The most important thing I am telling myself to remember is that I can't give up. YOU can't give up. Don't get discouraged. If you believe—BELIEVE—in your story with every sleep-deprived, unwashed, and family-estranged fiber of your being, then you CAN take it apart, add to it, delete from it, and make it into something bigger and better. More memorable. And more saleable.
It won’t be easy. It may not happen the first time. Or even the second time. If you're like me, you may be eager to move on to a different manuscript. You may feel overwhelmed by the revisions. But you're a writer. Everything you have learned so far--everything you will learn by doing this revision--will transfer into that new story eventually, and it will be even stronger by the time you get back to it. Sure you can quit and move on now.
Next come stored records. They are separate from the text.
// Offline, deterministic grading and refinement based on term coverage.
// Used when no language model is configured.

use std::collections::HashSet;

use async_trait::async_trait;

use super::{GradingCapability, Judgement, RefinementCapability};
use crate::error::CapabilityError;
use crate::models::{GroundingVerdict, NormalizedCandidate, Query, RelevanceVerdict, Weakness};

const STOPWORDS: &[&str] = &[
    "a", "an", "and", "are", "be", "best", "can", "covers", "do", "for", "find", "good", "i", "in", "is",
    "looking", "me", "my", "need", "of", "on", "or", "some", "that", "the", "to", "tool",
    "tools", "use", "using", "want", "what", "which", "with", "work", "works",
];

const DOMAIN_TERMS: &[&str] = &["bioinformatics", "genomics", "proteomics", "biology"];

const RELEVANT_COVERAGE: f64 = 0.5;
const GROUNDED_COVERAGE: f64 = 0.6;

#[derive(Debug, Clone, Default)]
pub struct LexicalCapability;

impl LexicalCapability {
    pub fn new() -> Self {
        Self
    }
}

/// Lowercased content words, in first-seen order, without duplicates.
pub fn significant_terms(text: &str) -> Vec<String> {
    let mut seen = HashSet::new();
    text.split(|c: char| !c.is_alphanumeric())
        .map(str::to_lowercase)
        .filter(|t| t.len() > 1 && !STOPWORDS.contains(&t.as_str()))
        .filter(|t| seen.insert(t.clone()))
        .collect()
}

fn coverage(terms: &[String], haystack: &HashSet<String>) -> (usize, f64) {
    let matched = terms.iter().filter(|t| haystack.contains(*t)).count();
    (matched, matched as f64 / terms.len() as f64)
}

fn broaden(text: &str) -> Option<String> {
    let terms = significant_terms(text);
    let stripped = terms.join(" ");
    if !stripped.is_empty() && stripped != text.to_lowercase() {
        return Some(stripped);
    }
    if !terms.iter().any(|t| DOMAIN_TERMS.contains(&t.as_str())) && !terms.is_empty() {
        return Some(format!("{} bioinformatics", stripped));
    }
    if terms.len() > 2 {
        return Some(terms[..terms.len() - 1].join(" "));
    }
    None
}

fn narrow(text: &str) -> Option<String> {
    let lower = text.to_lowercase();
    if !lower.contains("software") {
        Some(format!("{} software package", text))
    } else if !lower.contains("command-line") {
        Some(format!("{} command-line", text))
    } else {
        None
    }
}

#[async_trait]
impl GradingCapability for LexicalCapability {
    async fn classify(
        &self,
        query: &Query,
        candidate: &NormalizedCandidate,
    ) -> Result<Judgement<RelevanceVerdict>, CapabilityError> {
        let wanted = significant_terms(&query.text);
        if wanted.is_empty() {
            return Err(CapabilityError::Ambiguous(
                "query has no significant terms".into(),
            ));
        }
        let haystack: HashSet<String> = significant_terms(&format!(
            "{} {} {}",
            candidate.name, candidate.description, candidate.content
        ))
        .into_iter()
        .collect();

        let (matched, ratio) = coverage(&wanted, &haystack);
        let rationale = format!("matched {} of {} query terms", matched, wanted.len());
        if ratio >= RELEVANT_COVERAGE {
            let covered: Vec<&str> = wanted
                .iter()
                .filter(|t| haystack.contains(*t))
                .map(String::as_str)
                .collect();
            let claim = format!("{} covers {}", candidate.name, covered.join(" "));
            return Ok(Judgement::new(RelevanceVerdict::Relevant, rationale).with_claim(claim));
        }
        let verdict = if matched == 0 {
            RelevanceVerdict::NotRelevant
        } else {
            RelevanceVerdict::Uncertain
        };
        Ok(Judgement::new(verdict, rationale))
    }

    async fn check_grounding(
        &self,
        candidate: &NormalizedCandidate,
        claim: &str,
    ) -> Result<Judgement<GroundingVerdict>, CapabilityError> {
        let claimed = significant_terms(claim);
        if claimed.is_empty() {
            return Ok(Judgement::new(
                GroundingVerdict::NotApplicable,
                "no checkable claim",
            ));
        }
        let evidence: HashSet<String> =
            significant_terms(&format!("{} {}", candidate.name, candidate.content))
                .into_iter()
                .collect();
        if evidence.is_empty() {
            return Ok(Judgement::new(
                GroundingVerdict::Unsupported,
                "no retrieved content to support the claim",
            ));
        }

        let (matched, ratio) = coverage(&claimed, &evidence);
        let verdict = if ratio >= GROUNDED_COVERAGE {
            GroundingVerdict::Grounded
        } else {
            GroundingVerdict::Unsupported
        };
        Ok(Judgement::new(
            verdict,
            format!("{} of {} claim terms found in retrieved content", matched, claimed.len()),
        ))
    }
}

#[async_trait]
impl RefinementCapability for LexicalCapability {
    async fn refine(&self, query: &Query, weaknesses: &[Weakness]) -> Result<String, CapabilityError> {
        let feedback = weaknesses.iter().find_map(|w| match w {
            Weakness::UserFeedback { text } if !text.trim().is_empty() => Some(text.trim()),
            _ => None,
        });
        if let Some(feedback) = feedback {
            return Ok(format!("{} {}", query.text, feedback));
        }

        let refined = if weaknesses.iter().any(Weakness::wants_broader) {
            broaden(&query.text)
        } else {
            narrow(&query.text)
        };
        refined.ok_or_else(|| {
            CapabilityError::Unavailable("no further lexical refinement for this query".into())
        })
    }
}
But if that first story haunts you, dredge up the energy to go back to it. Find the passion. Accept the delay and the brewing that's required. Accept it and rejoice in it.
This is what I'm telling myself.
It isn't writer's block. It isn't a road block. Life isn't getting in your way. It's giving you an opportunity to strengthen the bones of your story.
Don't Give Up
They say it takes ten years to get truly good at something. Well, it takes a whole lot more than that if we give up when the going gets tough.
So if you're facing a tough draft or a hard revision? Don’t. Give. Up.
Never give up. We'll all get there together.